What needs to be done: Give back the full listing exactly as written.

Supplied data:
//! Calculation of the FIRST set function.

use crate::grammar::{Grammar, NonterminalID, SymbolID, TerminalID};
use crate::types::{Map, Set};

/// The FIRST sets of a grammar, together with its nullable symbols.
#[derive(Debug)]
pub struct FirstSets {
    nulls: Set<NonterminalID>,
    map: Map<SymbolID, Set<TerminalID>>,
}

impl FirstSets {
    pub fn new(grammar: &Grammar) -> Self {
        let nulls = nulls_set(grammar);
        let map = first_set(grammar, &nulls);
        Self { nulls, map }
    }

    /// Whether the specified symbol can derive the empty string.
    pub fn is_nullable(&self, symbol: SymbolID) -> bool {
        matches!(symbol, SymbolID::N(n) if self.nulls.contains(&n))
    }

    /// The terminals that can begin a derivation of the specified symbol.
    pub fn first(&self, symbol: SymbolID) -> &Set<TerminalID> {
        &self.map[&symbol]
    }

    /// `First(prefix lookaheads)`
    ///
    /// Accumulation stops at the first non-nullable symbol of the prefix;
    /// only when the whole prefix is nullable are the lookahead terminals
    /// appended.
    pub fn get<L>(&self, prefix: &[SymbolID], lookaheads: L) -> Set<TerminalID>
    where
        L: IntoIterator<Item = TerminalID>,
    {
        let mut res = Set::default();

        let mut is_end = false;
        for symbol in prefix {
            res.extend(self.map[symbol].iter().copied());
            if !self.is_nullable(*symbol) {
                is_end = true;
                break;
            }
        }

        if !is_end {
            res.extend(lookaheads);
        }

        res
    }
}

/// Calculate the set of nullable symbols in this grammar.
fn nulls_set(grammar: &Grammar) -> Set<NonterminalID> {
    // A rule with an empty right-hand side makes its left-hand side nullable
    // unconditionally.
    let mut nulls: Set<NonterminalID> = grammar
        .rules
        .values()
        .filter_map(|rule| rule.right().is_empty().then(|| rule.left()))
        .collect();

    // Repeat until the set no longer changes.
    let mut changed = true;
    while changed {
        changed = false;
        for rule in grammar.rules.values() {
            if nulls.contains(&rule.left()) {
                continue;
            }
            let is_rhs_nullable = rule
                .right()
                .iter()
                .all(|symbol| matches!(symbol, SymbolID::N(n) if nulls.contains(n)));
            if is_rhs_nullable {
                changed = true;
                nulls.insert(rule.left());
                continue;
            }
        }
    }

    nulls
}

fn first_set(grammar: &Grammar, nulls: &Set<NonterminalID>) -> Map<SymbolID, Set<TerminalID>> {
    let mut map: Map<SymbolID, Set<TerminalID>> = Map::default();

    // First(T) = {T} for terminal symbols.
    for terminal in grammar.terminals.values() {
        map.insert(
            SymbolID::T(terminal.id()),
            Some(terminal.id()).into_iter().collect(),
        );
    }
    // First(N) = {} as the initial value for nonterminal symbols.
    for nonterminal in grammar.nonterminals.values() {
        map.insert(SymbolID::N(nonterminal.id()), Set::default());
    }

    // Extract the constraints:
    // for a rule X -> Y1 Y2 ... Yn, let Yk be the first non-nullable symbol
    // of the right-hand side; then First(X) \supseteq First(Yi) holds for
    // every i in 1..=k.
    struct Constraint {
        sup: NonterminalID,
        sub: SymbolID,
    }
    let mut constraints = vec![];
    for rule in grammar.rules.values() {
        for symbol in rule.right() {
            if !matches!(symbol, SymbolID::N(n) if rule.left() == *n) {
                constraints.push(Constraint {
                    sup: rule.left(),
                    sub: *symbol,
                });
            }
            if !matches!(symbol, SymbolID::N(n) if nulls.contains(n)) {
                break;
            }
        }
    }

    // Resolve the constraints by propagating the subset into the superset
    // until no set changes.
    let mut changed = true;
    while changed {
        changed = false;

        for Constraint { sup, sub } in &constraints {
            let mut superset = map.swap_remove(&SymbolID::N(*sup)).unwrap();
            let subset = map.get(sub).unwrap();

            for tok in subset {
                if !superset.contains(tok) {
                    superset.insert(*tok);
                    changed = true;
                }
            }

            map.insert(SymbolID::N(*sup), superset);
        }
    }

    map
}

#[cfg(test)]
mod tests {
    use super::*;
    use crate::grammar::SymbolID::*;

    fn nullable_grammar() -> Grammar {
        // S := A b
        // A := a | (empty)
        Grammar::define(|g| {
            let a = g.terminal("a")?;
            let b = g.terminal("b")?;
            let s = g.nonterminal("S")?;
            let a_sym = g.nonterminal("A")?;
            g.start_symbol(s)?;
            g.rule(s, [N(a_sym), T(b)])?;
            g.rule(a_sym, [T(a)])?;
            g.rule(a_sym, [])?;
            Ok(())
        })
        .unwrap()
    }

    #[test]
    fn nullable_propagation() {
        let grammar = nullable_grammar();
        let first = FirstSets::new(&grammar);

        let a_sym = grammar.nonterminal_id("A").unwrap();
        let s = grammar.nonterminal_id("S").unwrap();
        assert!(first.is_nullable(N(a_sym)));
        assert!(!first.is_nullable(N(s)));
    }

    #[test]
    fn first_of_nonterminals() {
        let grammar = nullable_grammar();
        let first = FirstSets::new(&grammar);

        let a = grammar.terminal_id("a").unwrap();
        let b = grammar.terminal_id("b").unwrap();
        let s = grammar.nonterminal_id("S").unwrap();
        let a_sym = grammar.nonterminal_id("A").unwrap();

        // First(A) = {a}; First(S) = {a, b} since A is nullable.
        let first_a: Vec<_> = first.first(N(a_sym)).iter().copied().collect();
        assert_eq!(first_a, [a]);
        let mut first_s: Vec<_> = first.first(N(s)).iter().copied().collect();
        first_s.sort();
        let mut expected = vec![a, b];
        expected.sort();
        assert_eq!(first_s, expected);
    }

    #[test]
    fn eoi_never_derived() {
        let grammar = nullable_grammar();
        let first = FirstSets::new(&grammar);

        for nonterminal in grammar.nonterminals.keys() {
            assert!(!first.first(N(*nonterminal)).contains(&TerminalID::EOI));
        }
    }

    #[test]
    fn prefix_accumulation() {
        let grammar = nullable_grammar();
        let first = FirstSets::new(&grammar);

        let a = grammar.terminal_id("a").unwrap();
        let b = grammar.terminal_id("b").unwrap();
        let a_sym = grammar.nonterminal_id("A").unwrap();

        // A is nullable, so the lookahead shows through.
        let set = first.get(&[N(a_sym)], Some(TerminalID::EOI));
        assert!(set.contains(&a));
        assert!(set.contains(&TerminalID::EOI));

        // b is not nullable; accumulation stops there.
        let set = first.get(&[T(b), N(a_sym)], Some(TerminalID::EOI));
        assert!(set.contains(&b));
        assert!(!set.contains(&a));
        assert!(!set.contains(&TerminalID::EOI));
    }

    #[test]
    fn fixed_point_is_stable() {
        let grammar = nullable_grammar();
        let one = FirstSets::new(&grammar);
        let two = FirstSets::new(&grammar);
        assert_eq!(one.nulls, two.nulls);
        assert_eq!(one.map, two.map);
    }

    #[test]
    fn rerunning_the_solver_is_a_noop() {
        let grammar = nullable_grammar();
        let first = FirstSets::new(&grammar);

        // one more propagation pass over the computed sets must add nothing
        for rule in grammar.rules.values() {
            let mut acc: Set<TerminalID> = Set::default();
            let mut all_nullable = true;
            for symbol in rule.right() {
                acc.extend(first.first(*symbol).iter().copied());
                if !first.is_nullable(*symbol) {
                    all_nullable = false;
                    break;
                }
            }

            let lhs_first = first.first(N(rule.left()));
            assert!(acc.iter().all(|t| lhs_first.contains(t)));
            if all_nullable {
                assert!(first.is_nullable(N(rule.left())));
            }
        }
    }
}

Response:
//! Calculation of the FIRST set function.

use crate::grammar::{Grammar, NonterminalID, SymbolID, TerminalID};
use crate::types::{Map, Set};

/// The FIRST sets of a grammar, together with its nullable symbols.
#[derive(Debug)]
pub struct FirstSets {
    nulls: Set<NonterminalID>,
    map: Map<SymbolID, Set<TerminalID>>,
}

impl FirstSets {
    pub fn new(grammar: &Grammar) -> Self {
        let nulls = nulls_set(grammar);
        let map = first_set(grammar, &nulls);
        Self { nulls, map }
    }

    /// Whether the specified symbol can derive the empty string.
    pub fn is_nullable(&self, symbol: SymbolID) -> bool {
        matches!(symbol, SymbolID::N(n) if self.nulls.contains(&n))
    }

    /// The terminals that can begin a derivation of the specified symbol.
    pub fn first(&self, symbol: SymbolID) -> &Set<TerminalID> {
        &self.map[&symbol]
    }

    /// `First(prefix lookaheads)`
    ///
    /// Accumulation stops at the first non-nullable symbol of the prefix;
    /// only when the whole prefix is nullable are the lookahead terminals
    /// appended.
    pub fn get<L>(&self, prefix: &[SymbolID], lookaheads: L) -> Set<TerminalID>
    where
        L: IntoIterator<Item = TerminalID>,
    {
        let mut res = Set::default();

        let mut is_end = false;
        for symbol in prefix {
            res.extend(self.map[symbol].iter().copied());
            if !self.is_nullable(*symbol) {
                is_end = true;
                break;
            }
        }

        if !is_end {
            res.extend(lookaheads);
        }

        res
    }
}

/// Calculate the set of nullable symbols in this grammar.
fn nulls_set(grammar: &Grammar) -> Set<NonterminalID> {
    // A rule with an empty right-hand side makes its left-hand side nullable
    // unconditionally.
    let mut nulls: Set<NonterminalID> = grammar
        .rules
        .values()
        .filter_map(|rule| rule.right().is_empty().then(|| rule.left()))
        .collect();

    // Repeat until the set no longer changes.
    let mut changed = true;
    while changed {
        changed = false;
        for rule in grammar.rules.values() {
            if nulls.contains(&rule.left()) {
                continue;
            }
            let is_rhs_nullable = rule
                .right()
                .iter()
                .all(|symbol| matches!(symbol, SymbolID::N(n) if nulls.contains(n)));
            if is_rhs_nullable {
                changed = true;
                nulls.insert(rule.left());
                continue;
            }
        }
    }

    nulls
}

fn first_set(grammar: &Grammar, nulls: &Set<NonterminalID>) -> Map<SymbolID, Set<TerminalID>> {
    let mut map: Map<SymbolID, Set<TerminalID>> = Map::default();

    // First(T) = {T} for terminal symbols.
    for terminal in grammar.terminals.values() {
        map.insert(
            SymbolID::T(terminal.id()),
            Some(terminal.id()).into_iter().collect(),
        );
    }
    // First(N) = {} as the initial value for nonterminal symbols.
    for nonterminal in grammar.nonterminals.values() {
        map.insert(SymbolID::N(nonterminal.id()), Set::default());
    }

    // Extract the constraints:
    // for a rule X -> Y1 Y2 ... Yn, let Yk be the first non-nullable symbol
    // of the right-hand side; then First(X) \supseteq First(Yi) holds for
    // every i in 1..=k.
    struct Constraint {
        sup: NonterminalID,
        sub: SymbolID,
    }
    let mut constraints = vec![];
    for rule in grammar.rules.values() {
        for symbol in rule.right() {
            if !matches!(symbol, SymbolID::N(n) if rule.left() == *n) {
                constraints.push(Constraint {
                    sup: rule.left(),
                    sub: *symbol,
                });
            }
            if !matches!(symbol, SymbolID::N(n) if nulls.contains(n)) {
                break;
            }
        }
    }

    // Resolve the constraints by propagating the subset into the superset
    // until no set changes.
    let mut changed = true;
    while changed {
        changed = false;

        for Constraint { sup, sub } in &constraints {
            let mut superset = map.swap_remove(&SymbolID::N(*sup)).unwrap();
            let subset = map.get(sub).unwrap();

            for tok in subset {
                if !superset.contains(tok) {
                    superset.insert(*tok);
                    changed = true;
                }
            }

            map.insert(SymbolID::N(*sup), superset);
        }
    }

    map
}

#[cfg(test)]
mod tests {
    use super::*;
    use crate::grammar::SymbolID::*;

    fn nullable_grammar() -> Grammar {
        // S := A b
        // A := a | (empty)
        Grammar::define(|g| {
            let a = g.terminal("a")?;
            let b = g.terminal("b")?;
            let s = g.nonterminal("S")?;
            let a_sym = g.nonterminal("A")?;
            g.start_symbol(s)?;
            g.rule(s, [N(a_sym), T(b)])?;
            g.rule(a_sym, [T(a)])?;
            g.rule(a_sym, [])?;
            Ok(())
        })
        .unwrap()
    }

    #[test]
    fn nullable_propagation() {
        let grammar = nullable_grammar();
        let first = FirstSets::new(&grammar);

        let a_sym = grammar.nonterminal_id("A").unwrap();
        let s = grammar.nonterminal_id("S").unwrap();
        assert!(first.is_nullable(N(a_sym)));
        assert!(!first.is_nullable(N(s)));
    }

    #[test]
    fn first_of_nonterminals() {
        let grammar = nullable_grammar();
        let first = FirstSets::new(&grammar);

        let a = grammar.terminal_id("a").unwrap();
        let b = grammar.terminal_id("b").unwrap();
        let s = grammar.nonterminal_id("S").unwrap();
        let a_sym = grammar.nonterminal_id("A").unwrap();

        // First(A) = {a}; First(S) = {a, b} since A is nullable.
        let first_a: Vec<_> = first.first(N(a_sym)).iter().copied().collect();
        assert_eq!(first_a, [a]);
        let mut first_s: Vec<_> = first.first(N(s)).iter().copied().collect();
        first_s.sort();
        let mut expected = vec![a, b];
        expected.sort();
        assert_eq!(first_s, expected);
    }

    #[test]
    fn eoi_never_derived() {
        let grammar = nullable_grammar();
        let first = FirstSets::new(&grammar);

        for nonterminal in grammar.nonterminals.keys() {
            assert!(!first.first(N(*nonterminal)).contains(&TerminalID::EOI));
        }
    }

    #[test]
    fn prefix_accumulation() {
        let grammar = nullable_grammar();
        let first = FirstSets::new(&grammar);

        let a = grammar.terminal_id("a").unwrap();
        let b = grammar.terminal_id("b").unwrap();
        let a_sym = grammar.nonterminal_id("A").unwrap();

        // A is nullable, so the lookahead shows through.
        let set = first.get(&[N(a_sym)], Some(TerminalID::EOI));
        assert!(set.contains(&a));
        assert!(set.contains(&TerminalID::EOI));

        // b is not nullable; accumulation stops there.
        let set = first.get(&[T(b), N(a_sym)], Some(TerminalID::EOI));
        assert!(set.contains(&b));
        assert!(!set.contains(&a));
        assert!(!set.contains(&TerminalID::EOI));
    }

    #[test]
    fn fixed_point_is_stable() {
        let grammar = nullable_grammar();
        let one = FirstSets::new(&grammar);
        let two = FirstSets::new(&grammar);
        assert_eq!(one.nulls, two.nulls);
        assert_eq!(one.map, two.map);
    }

    #[test]
    fn rerunning_the_solver_is_a_noop() {
        let grammar = nullable_grammar();
        let first = FirstSets::new(&grammar);

        // one more propagation pass over the computed sets must add nothing
        for rule in grammar.rules.values() {
            let mut acc: Set<TerminalID> = Set::default();
            let mut all_nullable = true;
            for symbol in rule.right() {
                acc.extend(first.first(*symbol).iter().copied());
                if !first.is_nullable(*symbol) {
                    all_nullable = false;
                    break;
                }
            }

            let lhs_first = first.first(N(rule.left()));
            assert!(acc.iter().all(|t| lhs_first.contains(t)));
            if all_nullable {
                assert!(first.is_nullable(N(rule.left())));
            }
        }
    }
}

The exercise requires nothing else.